The word "responses" occurs in some lines of the listing. Copy those lines.
+===+
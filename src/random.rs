//! Seedable random source.
//!
//! Every stochastic operator in this crate takes `&mut R where R: Rng`
//! explicitly; runners build that source here so a fixed seed reproduces
//! a run exactly.

use rand::rngs::StdRng;
use rand::SeedableRng;

/// Creates a deterministic RNG from a 64-bit seed.
pub fn create_rng(seed: u64) -> StdRng {
    StdRng::seed_from_u64(seed)
}

/// Creates an RNG from `seed`, drawing a fresh seed when `None`.
///
/// Returns the seed actually used so callers can log it.
pub fn rng_from_option(seed: Option<u64>) -> (StdRng, u64) {
    let seed = seed.unwrap_or_else(rand::random);
    (create_rng(seed), seed)
}
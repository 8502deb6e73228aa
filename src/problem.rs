//! Problem definition: the rectangle and the number of places to carve it into.

use crate::error::Error;
use crate::evolve::{fitness, Score, Weights};
use crate::grid::{disparity, edge_cut, Grid, Place};
use rand::Rng;

/// A `height x width` grid to be split into `places` regions.
///
/// # Examples
///
/// ```
/// use u_partition::PartitionProblem;
///
/// let problem = PartitionProblem::new(33, 33, 128);
/// assert!(problem.validate().is_ok());
/// assert_eq!(problem.target_share(), (8, 65));
/// ```
#[derive(Debug, Clone, Copy, PartialEq, Eq)]
#[cfg_attr(feature = "serde", derive(serde::Serialize, serde::Deserialize))]
pub struct PartitionProblem {
    /// Number of rows.
    pub height: usize,
    /// Number of columns.
    pub width: usize,
    /// Number of places (labels `0..places`).
    pub places: usize,
}

impl PartitionProblem {
    /// Creates a problem definition. Call [`validate`](Self::validate)
    /// before handing it to a runner.
    pub fn new(height: usize, width: usize, places: usize) -> Self {
        Self {
            height,
            width,
            places,
        }
    }

    /// Total number of cells.
    pub fn cells(&self) -> usize {
        self.height * self.width
    }

    /// Checks that the dimensions and place count are usable.
    pub fn validate(&self) -> Result<(), Error> {
        if self.height == 0 || self.width == 0 {
            return Err(Error::InvalidProblem(format!(
                "grid must be non-empty, got {}x{}",
                self.height, self.width
            )));
        }
        if self.places == 0 {
            return Err(Error::InvalidProblem("places must be at least 1".into()));
        }
        if self.places > self.cells() {
            return Err(Error::InvalidProblem(format!(
                "{} places exceed {} cells",
                self.places,
                self.cells()
            )));
        }
        Ok(())
    }

    /// Checks that `grid` fits this problem: same shape, labels in range.
    pub fn check_grid(&self, grid: &Grid) -> Result<(), Error> {
        grid.check_shape(self.height, self.width)?;
        grid.check_labels(self.places)
    }

    /// Cells each place would own in a perfect split, and the cells left over.
    pub fn target_share(&self) -> (usize, usize) {
        (self.cells() / self.places, self.cells() % self.places)
    }

    /// A grid with an independent uniform label in `0..places` per cell.
    pub fn random_grid<R: Rng>(&self, rng: &mut R) -> Grid {
        let mut grid = Grid::new(self.height, self.width);
        for row in 0..self.height {
            for col in 0..self.width {
                grid.set(row, col, rng.random_range(0..self.places));
            }
        }
        grid
    }

    /// A deterministic tiling into roughly square blocks, one place per block.
    ///
    /// Uses `x_splits = width / floor(width / sqrt(places))` block columns and
    /// `places / x_splits` block rows. Blocks past the last place (from
    /// uneven division) are clamped onto the last place.
    pub fn block_grid(&self) -> Grid {
        let (x_splits, y_splits) = self.splits();
        let block_w = (self.width / x_splits).max(1);
        let block_h = (self.height / y_splits).max(1);
        let last = self.places - 1;

        let mut grid = Grid::new(self.height, self.width);
        for row in 0..self.height {
            let block_row = (row / block_h).min(y_splits - 1);
            for col in 0..self.width {
                let block_col = (col / block_w).min(x_splits - 1);
                let place: Place = (block_row * x_splits + block_col).min(last);
                grid.set(row, col, place);
            }
        }
        grid
    }

    /// Block columns and rows used by [`block_grid`](Self::block_grid).
    pub fn splits(&self) -> (usize, usize) {
        let side = (self.width as f64 / (self.places as f64).sqrt()).floor() as usize;
        let x_splits = (self.width / side.max(1)).clamp(1, self.places);
        let y_splits = (self.places / x_splits).max(1);
        (x_splits, y_splits)
    }

    /// Disparity, edge-cut and weighted fitness of `grid`.
    pub fn score(&self, grid: &Grid, weights: Weights) -> Score {
        let disparity = disparity(grid, self.places);
        let edge_cut = edge_cut(grid);
        Score {
            disparity,
            edge_cut,
            fitness: fitness(disparity, edge_cut, weights),
        }
    }
}
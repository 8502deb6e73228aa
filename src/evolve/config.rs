//! Evolution configuration.
//!
//! [`EvolveConfig`] holds every parameter of the generational loop.

use super::types::Weights;

/// Configuration for the evolutionary partitioner.
///
/// # Defaults
///
/// ```
/// use u_partition::evolve::EvolveConfig;
///
/// let config = EvolveConfig::default();
/// assert_eq!(config.gen_base, 50);
/// assert_eq!(config.population_size(), 200);
/// assert_eq!(config.iterations, 500);
/// ```
///
/// # Builder Pattern
///
/// ```
/// use u_partition::evolve::{EvolveConfig, Weights};
///
/// let config = EvolveConfig::default()
///     .with_gen_base(10)
///     .with_iterations(100)
///     .with_weights(Weights::new(5, 1))
///     .with_seed(42);
/// ```
#[derive(Debug, Clone, PartialEq, Eq)]
#[cfg_attr(feature = "serde", derive(serde::Serialize, serde::Deserialize))]
pub struct EvolveConfig {
    /// Population scaling factor. The population holds `4 * gen_base` grids.
    pub gen_base: usize,

    /// Number of generations to run.
    pub iterations: usize,

    /// Disparity and edge-cut weights of the fitness function.
    pub weights: Weights,

    /// Attempts allowed per requested cell change before a mutation gives up.
    ///
    /// Bounds the work spent on nearly homogeneous grids where random cells
    /// rarely sit on a boundary.
    pub max_attempts_per_change: usize,

    /// Random seed for reproducibility.
    ///
    /// `None` uses a random seed.
    pub seed: Option<u64>,
}

impl Default for EvolveConfig {
    fn default() -> Self {
        Self {
            gen_base: 50,
            iterations: 500,
            weights: Weights::default(),
            max_attempts_per_change: 1_000,
            seed: None,
        }
    }
}

impl EvolveConfig {
    /// Total number of candidates, `4 * gen_base`.
    pub fn population_size(&self) -> usize {
        4 * self.gen_base
    }

    /// Sets the population scaling factor.
    pub fn with_gen_base(mut self, n: usize) -> Self {
        self.gen_base = n;
        self
    }

    /// Sets the number of generations.
    pub fn with_iterations(mut self, n: usize) -> Self {
        self.iterations = n;
        self
    }

    /// Sets both fitness weights.
    pub fn with_weights(mut self, weights: Weights) -> Self {
        self.weights = weights;
        self
    }

    /// Sets the mutation attempt allowance per requested change.
    pub fn with_max_attempts_per_change(mut self, n: usize) -> Self {
        self.max_attempts_per_change = n;
        self
    }

    /// Sets the random seed for reproducibility.
    pub fn with_seed(mut self, seed: u64) -> Self {
        self.seed = Some(seed);
        self
    }

    /// Validates the configuration.
    ///
    /// Returns `Err` with a description if any parameter is invalid.
    pub fn validate(&self) -> Result<(), String> {
        if self.gen_base == 0 {
            return Err("gen_base must be at least 1".into());
        }
        if self.weights.disparity == 0 || self.weights.cut == 0 {
            return Err("weights must be positive".into());
        }
        if self.max_attempts_per_change == 0 {
            return Err("max_attempts_per_change must be at least 1".into());
        }
        Ok(())
    }
}

#[cfg(test)]
mod tests {
    use super::*;

    #[test]
    fn test_default_config() {
        let config = EvolveConfig::default();
        assert_eq!(config.gen_base, 50);
        assert_eq!(config.iterations, 500);
        assert_eq!(config.weights, Weights::new(3, 2));
        assert_eq!(config.max_attempts_per_change, 1_000);
        assert!(config.seed.is_none());
        assert!(config.validate().is_ok());
    }

    #[test]
    fn test_builder_pattern() {
        let config = EvolveConfig::default()
            .with_gen_base(3)
            .with_iterations(20)
            .with_weights(Weights::new(1, 4))
            .with_max_attempts_per_change(16)
            .with_seed(7);

        assert_eq!(config.population_size(), 12);
        assert_eq!(config.iterations, 20);
        assert_eq!(config.weights, Weights::new(1, 4));
        assert_eq!(config.max_attempts_per_change, 16);
        assert_eq!(config.seed, Some(7));
    }

    #[test]
    fn test_validate_zero_gen_base() {
        assert!(EvolveConfig::default().with_gen_base(0).validate().is_err());
    }

    #[test]
    fn test_validate_zero_weight() {
        let config = EvolveConfig::default().with_weights(Weights::new(0, 2));
        assert!(config.validate().is_err());
        let config = EvolveConfig::default().with_weights(Weights::new(2, 0));
        assert!(config.validate().is_err());
    }

    #[test]
    fn test_validate_zero_attempts() {
        let config = EvolveConfig::default().with_max_attempts_per_change(0);
        assert!(config.validate().is_err());
    }

    #[test]
    fn test_zero_iterations_is_valid() {
        assert!(EvolveConfig::default().with_iterations(0).validate().is_ok());
    }
}
//! Partitions a 33x33 grid into 128 places and prints the result.
//!
//! Pass `--normalize` to balance the winning grid with the boundary
//! normalizer before printing it.

use tracing::Level;
use u_partition::evolve::{EvolveConfig, EvolveRunner, Weights};
use u_partition::normalize::{normalize_sizes, NormalizeConfig};
use u_partition::PartitionProblem;

fn main() -> Result<(), u_partition::Error> {
    tracing_subscriber::fmt()
        .with_max_level(Level::INFO)
        .init();

    let problem = PartitionProblem::new(33, 33, 128);
    problem.validate()?;

    let (target, leftover) = problem.target_share();
    let (x_splits, y_splits) = problem.splits();
    tracing::info!(target, leftover, x_splits, y_splits, "problem size");

    let config = EvolveConfig::default()
        .with_gen_base(50)
        .with_iterations(500)
        .with_weights(Weights::new(3, 2));

    let normalize = std::env::args().skip(1).any(|arg| arg == "--normalize");
    let mut result = EvolveRunner::run(&problem, &config)?;
    println!("{}", result.initial.render(problem.places));

    for (i, score) in result.scores.iter().enumerate() {
        println!(
            "{i} edge cut is {} and disparity is {} fitness {}",
            score.edge_cut, score.disparity, score.fitness
        );
    }
    println!();

    if normalize {
        let outcome =
            normalize_sizes(&mut result.best, problem.places, &NormalizeConfig::default())?;
        let score = problem.score(&result.best, config.weights);
        tracing::info!(
            passes = outcome.passes,
            swaps = outcome.swaps,
            disparity = score.disparity,
            edge_cut = score.edge_cut,
            "normalized best grid"
        );
    }
    print!("{}", result.best.render(problem.places));

    Ok(())
}
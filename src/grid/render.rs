//! Plain-text rendering of grids.

use super::types::Grid;
use std::fmt;

/// Digits used per label when printing a grid with `places` places.
///
/// Equals `ceil(log10(places))`: 1 place needs no padding, 2..=10 places
/// one digit, 11..=100 two digits, and so on.
pub fn label_digits(places: usize) -> usize {
    let mut digits = 0;
    let mut capacity = 1usize;
    while capacity < places {
        capacity = capacity.saturating_mul(10);
        digits += 1;
    }
    digits
}

impl Grid {
    /// Renders the grid one row per line, each label zero-padded to
    /// [`label_digits(places)`](label_digits) and followed by a space.
    ///
    /// ```
    /// use u_partition::grid::Grid;
    ///
    /// let grid = Grid::from_rows(vec![vec![0, 12], vec![3, 4]]).unwrap();
    /// assert_eq!(grid.render(16), "00 12 \n03 04 \n");
    /// ```
    pub fn render(&self, places: usize) -> String {
        let digits = label_digits(places);
        let mut out = String::with_capacity(self.len() * (digits + 1) + self.height());
        for row in self.rows() {
            for &place in row {
                out.push_str(&format!("{place:0digits$} "));
            }
            out.push('\n');
        }
        out
    }
}

impl fmt::Display for Grid {
    /// Pads labels to the width of the largest label present.
    fn fmt(&self, f: &mut fmt::Formatter<'_>) -> fmt::Result {
        let places = self.max_label().map_or(1, |m| m + 1);
        f.write_str(&self.render(places))
    }
}
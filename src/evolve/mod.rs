//! Population-based local search over grid labellings.
//!
//! A population of `4 * gen_base` candidate grids starts as copies of one
//! seed grid. Each generation mutates every candidate except the previous
//! champion, scores all of them, then overwrites the non-elite slots with
//! copies of three winners:
//!
//! - the best weighted [`fitness`] (half of the copies)
//! - the best [`disparity`](crate::grid::disparity) (a quarter)
//! - the best [`edge_cut`](crate::grid::edge_cut) (a quarter)
//!
//! # Key Types
//!
//! - [`EvolveConfig`]: population scaling, generation count, weights, seed
//! - [`EvolveRunner`]: executes the loop
//! - [`EvolveResult`]: the best grid plus per-candidate and per-generation statistics
//!
//! # Submodules
//!
//! - [`mutation`]: the neighbour-adoption mutation operator

mod config;
pub mod mutation;
mod runner;
mod types;

pub use config::EvolveConfig;
pub use runner::{perform_iteration, EvolveResult, EvolveRunner, IterationReport};
pub use types::{fitness, Score, Weights};
//! Place-labelled grids and the measurements taken on them.
//!
//! A [`Grid`] assigns every cell of a `height x width` rectangle one
//! [`Place`] label. The metrics in this module score how well a labelling
//! partitions the rectangle:
//!
//! - [`disparity`]: how far per-place cell counts stray from an equal share
//! - [`edge_cut`]: how many 4-adjacent cell pairs carry different labels
//! - [`local_edge_cut`]: the same count restricted to one cell, for a
//!   hypothetical label, without touching the grid
//!
//! [`Occupancy`] keeps per-place counts that can be updated incrementally
//! while cells are reassigned.

mod metrics;
mod occupancy;
mod render;
mod types;

pub use metrics::{
    cell_edge_cut, disparity, edge_cut, local_edge_cut, MISSING_PLACE_PENALTY,
};
pub use occupancy::Occupancy;
pub use render::label_digits;
pub use types::{Grid, Place};
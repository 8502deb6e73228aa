//! Balance and boundary metrics.

use super::types::{Grid, Place};
use std::collections::BTreeMap;

/// Disparity added for every place that owns no cell at all.
pub const MISSING_PLACE_PENALTY: usize = 500;

/// Size imbalance of a labelling.
///
/// With `optimal = cells / places` (real-valued), returns
/// `sum |count(p) - optimal|` over all places, truncated to an integer, plus
/// [`MISSING_PLACE_PENALTY`] for every place in `0..places` that does not
/// occur. Labels outside `0..places` still contribute their deviation; they
/// are tallied separately, so memory follows the number of distinct labels.
///
/// # Examples
///
/// ```
/// use u_partition::grid::{disparity, Grid};
///
/// let grid = Grid::from_rows(vec![vec![0, 0, 1, 1]]).unwrap();
/// assert_eq!(disparity(&grid, 2), 0);
/// assert_eq!(disparity(&grid, 3), 500 + 2);
/// ```
pub fn disparity(grid: &Grid, places: usize) -> usize {
    let optimal = grid.len() as f64 / places as f64;
    let mut counts = vec![0usize; places];
    let mut stray: BTreeMap<Place, usize> = BTreeMap::new();
    for &p in grid.cells() {
        match counts.get_mut(p) {
            Some(count) => *count += 1,
            None => *stray.entry(p).or_default() += 1,
        }
    }

    let mut penalty = 0;
    let mut deviation = 0.0;
    for &count in counts.iter().chain(stray.values()) {
        if count == 0 {
            penalty += MISSING_PLACE_PENALTY;
        }
        deviation += (count as f64 - optimal).abs();
    }

    deviation as usize + penalty
}

/// Number of 4-adjacent cell pairs with different labels.
///
/// Every internal edge is counted once; there is no wraparound.
pub fn edge_cut(grid: &Grid) -> usize {
    let horizontal: usize = grid
        .rows()
        .map(|row| row.windows(2).filter(|pair| pair[0] != pair[1]).count())
        .sum();
    let cells = grid.cells();
    let vertical = cells
        .iter()
        .zip(cells.iter().skip(grid.width()))
        .filter(|(a, b)| a != b)
        .count();
    horizontal + vertical
}

/// Number of neighbours of `(row, col)` that would differ from `place` if
/// the cell held `place`.
///
/// The grid is not modified; the cell's current label is ignored.
#[inline]
pub fn local_edge_cut(grid: &Grid, row: usize, col: usize, place: Place) -> usize {
    grid.neighbors(row, col)
        .filter(|&(r, c)| grid.get(r, c) != place)
        .count()
}

/// Contribution of `(row, col)` to [`edge_cut`] under its current label.
#[inline]
pub fn cell_edge_cut(grid: &Grid, row: usize, col: usize) -> usize {
    local_edge_cut(grid, row, col, grid.get(row, col))
}
//! Error type shared by grid construction, problem validation and runners.

use crate::grid::Place;

/// Errors reported by this crate.
///
/// The optimization kernels themselves are total over well-formed input;
/// these variants come from the boundaries where input is checked.
#[derive(Debug, Clone, PartialEq, Eq, thiserror::Error)]
pub enum Error {
    #[error("grid has no cells")]
    EmptyGrid,
    #[error("row {row} has {found} cells, expected {expected}")]
    RaggedRow {
        row: usize,
        expected: usize,
        found: usize,
    },
    #[error("cell ({row}, {col}) holds place {label}, but only {places} places exist")]
    LabelOutOfRange {
        row: usize,
        col: usize,
        label: Place,
        places: usize,
    },
    #[error("grid is {found_height}x{found_width}, expected {height}x{width}")]
    ShapeMismatch {
        height: usize,
        width: usize,
        found_height: usize,
        found_width: usize,
    },
    #[error("invalid problem: {0}")]
    InvalidProblem(String),
    #[error("invalid configuration: {0}")]
    InvalidConfig(String),
}
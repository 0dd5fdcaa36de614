//! # 账户管理处理器

use crate::management::response::{app_error, success, success_with_message, success_without_data};
use crate::management::server::AppState;
use crate::management::services;
use crate::normalizer::{AccountDraft, NetworkArea};
use axum::extract::{Path, State};
use axum::response::Response;
use entity::accounts;
use serde::{Deserialize, Serialize};

/// 创建/更新账户请求
///
/// 资产编号不是输入字段：任何传入值都会被忽略，由系统生成。
#[derive(Debug, Deserialize)]
pub struct AccountRequest {
    /// 用户姓名（必填）
    pub user_name: String,
    /// 账号
    #[serde(default)]
    pub account_number: String,
    /// 计算机名
    #[serde(default)]
    pub computer_name: String,
    /// 联系电话
    #[serde(default)]
    pub phone_number: String,
    /// 所在部门
    #[serde(default)]
    pub department: String,
    /// 网络区域（未知值回退到生产网）
    #[serde(default)]
    pub network_area: String,
    /// 账号状态
    #[serde(default)]
    pub account_status: String,
}

impl From<AccountRequest> for AccountDraft {
    fn from(request: AccountRequest) -> Self {
        Self {
            user_name: request.user_name.trim().to_string(),
            account_number: request.account_number,
            computer_name: request.computer_name,
            phone_number: request.phone_number,
            department: request.department,
            network_area: NetworkArea::parse(&request.network_area),
            account_status: request.account_status,
        }
    }
}

/// 账户响应
#[derive(Debug, Serialize)]
pub struct AccountResponse {
    pub id: i32,
    pub user_name: String,
    pub account_number: String,
    pub asset_number: String,
    pub computer_name: String,
    pub phone_number: String,
    pub department: String,
    pub network_area: String,
    pub account_status: String,
}

impl From<accounts::Model> for AccountResponse {
    fn from(account: accounts::Model) -> Self {
        Self {
            id: account.id,
            user_name: account.user_name,
            account_number: account.account_number,
            asset_number: account.asset_number,
            computer_name: account.computer_name,
            phone_number: account.phone_number,
            department: account.department,
            network_area: account.network_area,
            account_status: account.account_status,
        }
    }
}

/// 列出全部账户
pub async fn list_accounts(State(state): State<AppState>) -> Response {
    match services::accounts::list_accounts(&state.database).await {
        Ok(records) => {
            let responses: Vec<AccountResponse> =
                records.into_iter().map(AccountResponse::from).collect();
            success(responses)
        }
        Err(err) => {
            tracing::error!("查询账户列表失败: {err}");
            app_error(err)
        }
    }
}

/// 创建账户
pub async fn create_account(
    State(state): State<AppState>,
    axum::Json(request): axum::Json<AccountRequest>,
) -> Response {
    match services::accounts::create_account(&state.database, &state.policy, request.into()).await
    {
        Ok(record) => {
            success_with_message(AccountResponse::from(record), "账户信息已添加")
        }
        Err(err) => app_error(err),
    }
}

/// 获取单个账户
pub async fn get_account(State(state): State<AppState>, Path(id): Path<i32>) -> Response {
    match services::accounts::get_account(&state.database, id).await {
        Ok(record) => success(AccountResponse::from(record)),
        Err(err) => app_error(err),
    }
}

/// 更新账户
pub async fn update_account(
    State(state): State<AppState>,
    Path(id): Path<i32>,
    axum::Json(request): axum::Json<AccountRequest>,
) -> Response {
    match services::accounts::update_account(&state.database, &state.policy, id, request.into())
        .await
    {
        Ok(record) => {
            success_with_message(AccountResponse::from(record), "账户信息已更新")
        }
        Err(err) => app_error(err),
    }
}

/// 删除账户
pub async fn delete_account(State(state): State<AppState>, Path(id): Path<i32>) -> Response {
    match services::accounts::delete_account(&state.database, id).await {
        Ok(()) => success_without_data("账户信息已删除"),
        Err(err) => {
            tracing::error!("删除账户 {id} 失败: {err}");
            app_error(err)
        }
    }
}
//! # 数据库模块
//!
//! 数据库连接和迁移管理

use sea_orm::{Database, DatabaseConnection, DbErr};
use sea_orm_migration::MigratorTrait;
use std::path::Path;
use tracing::{debug, error, info};

/// 初始化数据库连接
pub async fn init_database(database_url: &str) -> Result<DatabaseConnection, DbErr> {
    info!(
        "正在连接数据库: {}",
        if database_url.starts_with("sqlite:") {
            &database_url[..std::cmp::min(database_url.len(), 50)]
        } else {
            database_url
        }
    );

    // 对于SQLite数据库，确保数据库文件的目录和文件存在
    if database_url.starts_with("sqlite:") {
        let db_path = database_url
            .strip_prefix("sqlite://")
            .unwrap_or(database_url.strip_prefix("sqlite:").unwrap_or(database_url));
        let db_file_path = Path::new(db_path);

        // 确保父目录存在
        if let Some(parent_dir) = db_file_path.parent() {
            if !parent_dir.as_os_str().is_empty() && !parent_dir.exists() {
                debug!("创建数据库目录: {}", parent_dir.display());
                std::fs::create_dir_all(parent_dir).map_err(|e| {
                    DbErr::Custom(format!(
                        "无法创建数据库目录 {}: {}",
                        parent_dir.display(),
                        e
                    ))
                })?;
            }
        }

        // 确保数据库文件存在（如果不存在则创建空文件）
        if !db_file_path.exists() {
            debug!("创建数据库文件: {}", db_file_path.display());
            std::fs::File::create(db_file_path).map_err(|e| {
                DbErr::Custom(format!(
                    "无法创建数据库文件 {}: {}",
                    db_file_path.display(),
                    e
                ))
            })?;
        }
    }

    let db = Database::connect(database_url).await?;

    info!("数据库连接成功");
    Ok(db)
}

/// 运行数据库迁移
pub async fn run_migrations(db: &DatabaseConnection) -> Result<(), DbErr> {
    info!("开始运行数据库迁移...");

    match ::migration::Migrator::up(db, None).await {
        Ok(()) => {
            info!("数据库迁移完成");
            Ok(())
        }
        Err(e) => {
            error!("数据库迁移失败: {}", e);
            Err(e)
        }
    }
}
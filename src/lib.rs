//! # 账户管理服务核心库
//!
//! 内部账户信息管理工具：账户增删改查 + Excel 批量导入导出

pub mod config;
pub mod database;
pub mod error;
pub mod logging;
pub mod management;
pub mod normalizer;
pub mod sheet;

// Re-export commonly used types
pub use config::AppConfig;
pub use error::{AdminError, Result};
//! # 管理接口模块
//!
//! Axum HTTP 层：路由、统一响应格式、处理器和业务服务

pub mod handlers;
pub mod response;
pub mod routes;
pub mod server;
pub mod services;
//! # 导出格式化
//!
//! 把全部账户记录按固定中文标签和列序写成 xlsx 字节流，id 列不导出。

use super::layout::{COLUMN_LABELS, Field};
use crate::error::{AdminError, Result};
use entity::accounts;
use rust_xlsxwriter::Workbook;

/// 导出工作表名
pub const EXPORT_SHEET_NAME: &str = "账户信息";
/// 下载文件名
pub const EXPORT_FILE_NAME: &str = "accounts_export.xlsx";

/// 把账户记录写成 xlsx 字节流
///
/// 调用方负责按 id 升序传入记录；本函数只做格式化，无副作用。
pub fn write_accounts(records: &[accounts::Model]) -> Result<Vec<u8>> {
    let mut workbook = Workbook::new();
    let worksheet = workbook.add_worksheet();
    worksheet
        .set_name(EXPORT_SHEET_NAME)
        .map_err(|e| AdminError::internal(format!("设置工作表名失败: {e}")))?;

    // 表头
    for (col, (label, _)) in COLUMN_LABELS.iter().enumerate() {
        worksheet
            .write_string(0, col as u16, *label)
            .map_err(|e| AdminError::internal(format!("写表头失败: {e}")))?;
    }

    // 数据行
    for (row_idx, record) in records.iter().enumerate() {
        let row = (row_idx + 1) as u32;
        for (col, (_, field)) in COLUMN_LABELS.iter().enumerate() {
            let value = field_value(record, *field);
            worksheet
                .write_string(row, col as u16, value)
                .map_err(|e| AdminError::internal(format!("写数据行失败: {e}")))?;
        }
    }

    workbook
        .save_to_buffer()
        .map_err(|e| AdminError::internal(format!("生成Excel文件失败: {e}")))
}

fn field_value(record: &accounts::Model, field: Field) -> &str {
    match field {
        Field::UserName => &record.user_name,
        Field::AccountNumber => &record.account_number,
        Field::AssetNumber => &record.asset_number,
        Field::ComputerName => &record.computer_name,
        Field::PhoneNumber => &record.phone_number,
        Field::Department => &record.department,
        Field::NetworkArea => &record.network_area,
        Field::AccountStatus => &record.account_status,
    }
}
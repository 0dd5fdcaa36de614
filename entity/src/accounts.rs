//! # 账户实体定义
//!
//! 账户信息表的 Sea-ORM 实体模型

use sea_orm::entity::prelude::*;
use serde::{Deserialize, Serialize};

/// 账户实体
///
/// `asset_number` 由系统生成（`资产前缀 + id`），不接受用户输入；
/// `account_number` / `computer_name` 非空时始终携带当前网络区域的前缀。
#[derive(Clone, Debug, PartialEq, DeriveEntityModel, Eq, Serialize, Deserialize)]
#[sea_orm(table_name = "accounts")]
pub struct Model {
    #[sea_orm(primary_key)]
    pub id: i32,
    pub user_name: String,
    pub account_number: String,
    pub asset_number: String,
    pub computer_name: String,
    pub phone_number: String,
    pub department: String,
    pub network_area: String,
    pub account_status: String,
}

#[derive(Copy, Clone, Debug, EnumIter, DeriveRelation)]
pub enum Relation {}

impl ActiveModelBehavior for ActiveModel {}
//! # 字段规范化模块
//!
//! 账户字段的前缀规则是本系统唯一的核心逻辑：
//! 每个网络区域对应一组固定前缀（账号前缀 / 资产前缀 / 计算机名前缀），
//! 账号和计算机名在保存前先剥离旧前缀再加上当前区域的前缀，
//! 资产编号在记录创建后由 `资产前缀 + id` 生成。

mod area;
mod asset;
mod draft;
mod policy;

pub use area::{NetworkArea, PrefixSet};
pub use asset::asset_number;
pub use draft::AccountDraft;
pub use policy::{FieldPolicy, add_prefix, strip_known_prefix};
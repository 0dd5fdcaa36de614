use sea_orm_migration::prelude::*;
use std::env;

#[tokio::main]
async fn main() {
    // 如果没有设置 DATABASE_URL 环境变量，则默认设置为 data/accounts.db
    if env::var("DATABASE_URL").is_err() {
        let db_path = if env::current_dir().unwrap().ends_with("migration") {
            "../data/accounts.db"
        } else {
            "data/accounts.db"
        };
        unsafe {
            env::set_var("DATABASE_URL", format!("sqlite://{db_path}"));
        }
    }
    cli::run_cli(migration::Migrator).await;
}
//! # Entity 模块
//!
//! 包含所有 Sea-ORM 实体定义

pub mod accounts;

pub use accounts::Entity as Accounts;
+===+
_SOLUTION FOR THIS EXERCISE_
            let responses: Vec<AccountResponse> =
            success(responses)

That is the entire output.